ジョン・オリヴァがツアー活動休止を宣言(ソングライティングとキーボードでバンドには在籍)したことにより、新たにザッカリー・スティーヴンスが加わった7thアルバムです。そのためか、ヴォーカルが目立つミックスになっているような気がする。肝心な実力のほどは…悪声という意味ではジョンと変わりないのですが、力強い声質はジョンより太目で似て非なるもの、やや抑揚に欠けるところが課題…といったところ。収録曲は全曲、ジョン、クリス、ポール・オニールの共作となっております。アルバムのハイライトは、オープニングのタイトルチューンから2曲目の”He Carves His Stone”でしょうか。タイプの異なるこの2曲が、SAVATAGEサウンドの中核をなす2大要素だと考える。劇的なやつとストレートなやつね。中盤には2曲のインストが配され、#5の”Labyrinths”は続く”Follow Me”のイントロダクション的な役割を果たしています。この辺りもある程度の盛り上がりを見せますが、過去作品と比べると終盤が弱いかな。もうちょい盛り上がって終わりたかったね。ジャケに描かれている女性は、クリスの奥さんがモデルらしいですが…これがクリス最後のアルバムになってしまうとは…何ともやりきれませんな。

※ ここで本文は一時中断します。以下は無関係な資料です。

use std::path::{Path, PathBuf};

use roonpipe_client::wire::TrackRecord;
use roonpipe_client::{ClientError, RoonPipeClient};
use tracing::{debug, info, warn};

use crate::protocol::Item;

const SEARCH_ERROR_HINT: &str = "Error occurred while searching Roon tracks";

/// Fallback icon shipped alongside the plugin.
fn default_icon() -> PathBuf {
    PathBuf::from(concat!(env!("CARGO_MANIFEST_DIR"), "/icons/roon.svg"))
}

/// Maps host queries to daemon searches and host activations to daemon play
/// commands. The records from the last search are kept only until the next
/// search or activation so an item id can be resolved back to its track.
pub struct Plugin {
    client: RoonPipeClient,
    preferred_action: String,
    results: Vec<TrackRecord>,
}

impl Plugin {
    pub fn new(client: RoonPipeClient, preferred_action: impl Into<String>) -> Self {
        Self {
            client,
            preferred_action: preferred_action.into(),
            results: Vec::new(),
        }
    }

    /// Produce the display items for one search request. Failures degrade to
    /// a single informational item; nothing propagates to the host.
    pub async fn search(&mut self, query: &str) -> Vec<Item> {
        self.results.clear();
        let query = query.trim();
        if query.is_empty() {
            return Vec::new();
        }

        match self.client.search(query).await {
            Ok(results) if results.is_empty() => {
                vec![notice("No tracks found", format!("No results for \"{query}\""))]
            }
            Ok(results) => {
                let items = results
                    .iter()
                    .enumerate()
                    .map(|(id, record)| to_item(id as u32, record))
                    .collect();
                self.results = results;
                items
            }
            Err(error) => {
                warn!("search for {query:?} failed: {error}");
                vec![failure_notice(&error)]
            }
        }
    }

    /// Dispatch a play command for a previously returned item. Fire and
    /// forget: the host has no error channel once an action is taken, so
    /// failures are only logged.
    pub async fn activate(&mut self, id: u32) {
        let Some(record) = self.results.get(id as usize) else {
            debug!("ignoring activation for unknown item {id}");
            return;
        };

        let action_title = record
            .actions
            .iter()
            .map(|action| action.title.as_str())
            .filter(|title| !title.is_empty())
            .find(|title| *title == self.preferred_action)
            .or_else(|| {
                record
                    .actions
                    .iter()
                    .map(|action| action.title.as_str())
                    .find(|title| !title.is_empty())
            })
            .unwrap_or(&self.preferred_action)
            .to_owned();

        info!("playing {:?} via {action_title:?}", record.title);
        if let Err(error) = self.client.play(record, &action_title).await {
            warn!("play command for {:?} failed: {error}", record.item_key);
        }
        self.results.clear();
    }
}

fn to_item(id: u32, record: &TrackRecord) -> Item {
    let description = if record.subtitle.is_empty() {
        record.kind.to_string()
    } else {
        format!("{} • {}", record.kind, record.subtitle)
    };
    // Artwork is a cached path supplied by the daemon and may be stale
    let icon = match Path::new(&record.image) {
        path if !record.image.is_empty() && path.exists() => path.to_path_buf(),
        _ => default_icon(),
    };

    Item {
        id,
        name: record.title.clone(),
        description,
        icon: Some(icon),
    }
}

fn failure_notice(error: &ClientError) -> Item {
    match error {
        ClientError::NotRunning(_) => notice(
            "RoonPipe is not running",
            "Start the RoonPipe daemon first: roonpipe",
        ),
        ClientError::Timeout => notice("Request timed out", SEARCH_ERROR_HINT),
        ClientError::Parse(_) => notice("Invalid response from RoonPipe", SEARCH_ERROR_HINT),
        ClientError::Daemon(message) => notice(message.clone(), SEARCH_ERROR_HINT),
        ClientError::Connect(_) | ClientError::Io(_) => {
            notice("RoonPipe connection failed", SEARCH_ERROR_HINT)
        }
    }
}

/// Informational items reuse id 0. They are never activatable because the
/// retained record list is empty whenever one is shown.
fn notice(name: impl Into<String>, description: impl Into<String>) -> Item {
    Item {
        id: 0,
        name: name.into(),
        description: description.into(),
        icon: Some(default_icon()),
    }
}

#[cfg(test)]
#[path = "./plugin_test.rs"]
mod plugin_test;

#2313 / POETS AND MADMEN / 2001
★★★★

11枚目の作品にして4作目のコンセプトアルバムです。今回の題材はピューリッツァー賞写真家ケビン・カーターで、同賞受賞後に自殺してしまいました。受賞作「ハゲワシと少女」が、報道か人命か論争に発展、20代で躁鬱病を患い2度の自殺未遂、そして薬物依存という状況と相俟っての顛末だったらしい。それはさておき、難産であったことが十分に伺えるアルバムです。アル・ピトレリ(G)がMEGADETHに引き抜かれ、ザッカリー・スティーヴンス(Vo)も家庭の事情で脱退という苦難を乗り越えてどうにか完成させました。レコーディング参加は4名、歌っているのはジョン・オリヴァだが特に違和感はない。楽曲は「DEAD WINTER DEAD」の手法を踏襲した雰囲気かな。あとは「STREETS:A ROCK OPERA」若しくは並行して活動しているTRANS-SIBERIAN ORCHESTRAの作品群とか。要するに、プログレッシブメタルとして認知されて以降のSAVATAGEらしい作品に仕上がっている。英語が分からずとも、全編に亘って先に述べた写真家の苦悩が描かれているであろうことがヒシヒシと伝わってくる感覚。ボーカルにボーカルを重ねて煽ってくるあたりはジョン・オリヴァの真骨頂ですね。これまで通り総じて曲の尺は長めであり、最長10分超の”Morphine Child”が今作のハイライトということになるでしょう。日本盤ボートラとして”Jesus Saves”と”Handful of Rain”の’97ドイツ公演が収録されている。